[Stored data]
___
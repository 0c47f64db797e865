// Copyright 2025 Fernando Borretti
//
// Licensed under the Apache License, Version 2.0 (the "License");
// you may not use this file except in compliance with the License.
// You may obtain a copy of the License at
//
//     http://www.apache.org/licenses/LICENSE-2.0
//
// Unless required by applicable law or agreed to in writing, software
// distributed under the License is distributed on an "AS IS" BASIS,
// WITHOUT WARRANTIES OR CONDITIONS OF ANY KIND, either express or implied.
// See the License for the specific language governing permissions and
// limitations under the License.

use rusqlite::ToSql;
use rusqlite::types::FromSql;
use rusqlite::types::FromSqlError;
use rusqlite::types::FromSqlResult;
use rusqlite::types::ToSqlOutput;
use rusqlite::types::ValueRef;
use serde::Serialize;

use crate::error::ErrorReport;
use crate::error::fail;
use crate::types::rating::Rating;

/// Where a card is in its learning lifecycle. No state is terminal.
#[derive(Clone, Copy, PartialEq, Eq, Debug, Serialize)]
#[serde(rename_all = "lowercase")]
pub enum CardState {
    /// Never reviewed.
    New,
    /// Failed on the very first review.
    Learning,
    Review,
    /// Failed after having left the `New` state.
    Relearn,
}

impl CardState {
    /// The state a card moves to when reviewed with the given rating.
    pub fn after(self, rating: Rating) -> CardState {
        use CardState::*;
        use Rating::*;
        match (self, rating) {
            (New, Again) => Learning,
            (New, Hard | Good | Easy) => Review,
            (Learning | Review | Relearn, Again) => Relearn,
            (Learning | Review | Relearn, Hard | Good | Easy) => Review,
        }
    }

    pub fn as_str(&self) -> &str {
        match self {
            CardState::New => "new",
            CardState::Learning => "learning",
            CardState::Review => "review",
            CardState::Relearn => "relearn",
        }
    }
}

impl TryFrom<String> for CardState {
    type Error = ErrorReport;

    fn try_from(value: String) -> Result<Self, Self::Error> {
        match value.as_str() {
            "new" => Ok(CardState::New),
            "learning" => Ok(CardState::Learning),
            "review" => Ok(CardState::Review),
            "relearn" => Ok(CardState::Relearn),
            _ => fail(format!("Invalid card state: {}", value)),
        }
    }
}

impl ToSql for CardState {
    fn to_sql(&self) -> rusqlite::Result<ToSqlOutput<'_>> {
        Ok(ToSqlOutput::from(self.as_str()))
    }
}

impl FromSql for CardState {
    fn column_result(value: ValueRef<'_>) -> FromSqlResult<Self> {
        let string: String = FromSql::column_result(value)?;
        CardState::try_from(string).map_err(|e| FromSqlError::Other(Box::new(e)))
    }
}
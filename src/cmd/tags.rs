// Copyright 2025 Fernando Borretti
//
// Licensed under the Apache License, Version 2.0 (the "License");
// you may not use this file except in compliance with the License.
// You may obtain a copy of the License at
//
//     http://www.apache.org/licenses/LICENSE-2.0
//
// Unless required by applicable law or agreed to in writing, software
// distributed under the License is distributed on an "AS IS" BASIS,
// WITHOUT WARRANTIES OR CONDITIONS OF ANY KIND, either express or implied.
// See the License for the specific language governing permissions and
// limitations under the License.

use std::collections::BTreeMap;
use std::io::Write;

use crate::error::Fallible;
use crate::wiki::Wiki;

fn write_tags<W: Write>(writer: &mut W, counts: &BTreeMap<String, usize>) -> Fallible<()> {
    if counts.is_empty() {
        writeln!(writer, "No tags found.")?;
        return Ok(());
    }
    writeln!(writer, "Tags:")?;
    for (tag, count) in counts {
        writeln!(writer, "  #{tag} ({count})")?;
    }
    Ok(())
}

pub fn tags_command() -> Fallible<()> {
    let wiki = Wiki::load()?;
    let counts = wiki.db.tag_counts()?;
    let stdout = std::io::stdout();
    let mut lock = stdout.lock();
    write_tags(&mut lock, &counts)
}

#[cfg(test)]
mod tests {
    use super::*;
    use crate::cmd::scan::scan_wiki;
    use crate::helper::create_test_wiki;
    use crate::helper::test_time;

    #[test]
    fn test_tags() -> Fallible<()> {
        let (_dir, mut wiki) = create_test_wiki()?;
        scan_wiki(&mut wiki, test_time())?;
        let mut out = Vec::new();
        write_tags(&mut out, &wiki.db.tag_counts()?)?;
        assert_eq!(
            String::from_utf8_lossy(&out),
            "Tags:\n  #devops (2)\n  #docker (1)\n  #k8s (1)\n"
        );
        Ok(())
    }

    #[test]
    fn test_no_tags() -> Fallible<()> {
        let mut out = Vec::new();
        write_tags(&mut out, &BTreeMap::new())?;
        assert_eq!(String::from_utf8_lossy(&out), "No tags found.\n");
        Ok(())
    }
}
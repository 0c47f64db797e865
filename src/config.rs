// Copyright 2025 Fernando Borretti
//
// Licensed under the Apache License, Version 2.0 (the "License");
// you may not use this file except in compliance with the License.
// You may obtain a copy of the License at
//
//     http://www.apache.org/licenses/LICENSE-2.0
//
// Unless required by applicable law or agreed to in writing, software
// distributed under the License is distributed on an "AS IS" BASIS,
// WITHOUT WARRANTIES OR CONDITIONS OF ANY KIND, either express or implied.
// See the License for the specific language governing permissions and
// limitations under the License.

use std::fs::create_dir_all;
use std::fs::read_to_string;
use std::fs::write;
use std::path::Path;
use std::path::PathBuf;

use serde::Deserialize;
use serde::Serialize;

use crate::error::ErrorReport;
use crate::error::Fallible;
use crate::error::fail;
use crate::fsrs::DEFAULT_MAXIMUM_INTERVAL;
use crate::fsrs::DEFAULT_REQUEST_RETENTION;
use crate::fsrs::DEFAULT_WEIGHTS;
use crate::fsrs::Parameters;
use crate::fsrs::Weights;

/// The user's configuration, stored as TOML.
#[derive(Serialize, Deserialize, Default, Debug, PartialEq)]
pub struct Config {
    pub wiki_path: Option<PathBuf>,
    #[serde(default, skip_serializing_if = "Option::is_none")]
    pub scheduler: Option<SchedulerConfig>,
}

/// Optional overrides for the scheduler parameters.
#[derive(Serialize, Deserialize, Default, Debug, PartialEq)]
pub struct SchedulerConfig {
    pub request_retention: Option<f64>,
    pub maximum_interval: Option<u32>,
    pub weights: Option<Vec<f64>>,
}

impl Config {
    /// `~/.config/recall/config.toml`, or the platform equivalent.
    pub fn default_path() -> Fallible<PathBuf> {
        let dir = dirs::config_dir()
            .ok_or_else(|| ErrorReport::new("unable to determine configuration directory"))?;
        Ok(dir.join("recall").join("config.toml"))
    }

    /// Load the configuration. A missing file is an empty configuration.
    pub fn load(path: &Path) -> Fallible<Self> {
        if !path.exists() {
            log::debug!("No configuration at {}.", path.display());
            return Ok(Self::default());
        }
        let content = read_to_string(path)?;
        let config: Config = toml::from_str(&content)?;
        Ok(config)
    }

    pub fn save(&self, path: &Path) -> Fallible<()> {
        if let Some(dir) = path.parent() {
            create_dir_all(dir)?;
        }
        let content = toml::to_string_pretty(self)?;
        write(path, content)?;
        Ok(())
    }

    pub fn wiki_path(&self) -> Fallible<PathBuf> {
        match &self.wiki_path {
            Some(path) => Ok(path.clone()),
            None => fail("wiki path not configured. Run: recall init <path>"),
        }
    }

    /// Build the scheduler parameters, applying any overrides.
    pub fn parameters(&self) -> Fallible<Parameters> {
        let Some(scheduler) = &self.scheduler else {
            return Ok(Parameters::default());
        };
        let weights = match &scheduler.weights {
            Some(values) => Weights::from_slice(values)?,
            None => DEFAULT_WEIGHTS,
        };
        Parameters::new(
            scheduler
                .request_retention
                .unwrap_or(DEFAULT_REQUEST_RETENTION),
            scheduler.maximum_interval.unwrap_or(DEFAULT_MAXIMUM_INTERVAL),
            weights,
        )
    }
}

/// Expand a leading `~` to the user's home directory.
pub fn expand_home(path: &str) -> PathBuf {
    if let Some(rest) = path.strip_prefix('~') {
        if let Some(home) = dirs::home_dir() {
            return home.join(rest.trim_start_matches('/'));
        }
    }
    PathBuf::from(path)
}
// Copyright 2025 Fernando Borretti
//
// Licensed under the Apache License, Version 2.0 (the "License");
// you may not use this file except in compliance with the License.
// You may obtain a copy of the License at
//
//     http://www.apache.org/licenses/LICENSE-2.0
//
// Unless required by applicable law or agreed to in writing, software
// distributed under the License is distributed on an "AS IS" BASIS,
// WITHOUT WARRANTIES OR CONDITIONS OF ANY KIND, either express or implied.
// See the License for the specific language governing permissions and
// limitations under the License.

use std::fs::create_dir_all;
use std::fs::write;

use chrono::TimeZone;
use chrono::Utc;
use tempfile::TempDir;
use tempfile::tempdir;

use crate::error::Fallible;
use crate::fsrs::Parameters;
use crate::types::timestamp::Timestamp;
use crate::wiki::Wiki;

/// A fixed point in time for tests.
pub fn test_time() -> Timestamp {
    Timestamp::new(Utc.with_ymd_and_hms(2025, 6, 10, 12, 0, 0).unwrap())
}

/// Create a temporary wiki with a few notes:
///
/// - `docker.md`: reviewable, id "Docker Networking", tags devops and docker.
/// - `k8s/pods.md`: reviewable, tags k8s and devops, with a link.
/// - `journal.md`: not reviewable.
/// - `.archive/old.md`: reviewable, but in a hidden directory.
pub fn create_test_wiki() -> Fallible<(TempDir, Wiki)> {
    let dir = tempdir()?;
    let root = dir.path();
    create_dir_all(root.join("k8s"))?;
    create_dir_all(root.join(".archive"))?;
    write(
        root.join("docker.md"),
        "---\nid: Docker Networking\ntags: [devops, docker]\nreview: true\n---\n# Docker Networking\n\nBridge networks.\n",
    )?;
    write(
        root.join("k8s").join("pods.md"),
        "---\ntags: [k8s, devops]\nreview: true\n---\n# Pods\n\nRead [the pod docs](https://kubernetes.io/docs/concepts/workloads/pods/).\n",
    )?;
    write(root.join("journal.md"), "# Journal\n\nNothing to review.\n")?;
    write(
        root.join(".archive").join("old.md"),
        "---\nreview: true\n---\n",
    )?;
    let wiki = Wiki::open(root.to_path_buf(), Parameters::default())?;
    Ok((dir, wiki))
}

#[cfg(test)]
mod tests {
    use super::*;

    #[test]
    fn test_create_test_wiki() -> Fallible<()> {
        let (dir, wiki) = create_test_wiki()?;
        assert_eq!(wiki.directory, dir.path());
        assert!(dir.path().join("k8s").join("pods.md").exists());
        Ok(())
    }
}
___
__Exercise__.
Your answer should hold exactly the lines from the one containing "let (dir, wiki)" to the last line of the data, both included, and no others.

__Completed task__.
        let (dir, wiki) = create_test_wiki()?;
        assert_eq!(wiki.directory, dir.path());
        assert!(dir.path().join("k8s").join("pods.md").exists());
        Ok(())
    }
}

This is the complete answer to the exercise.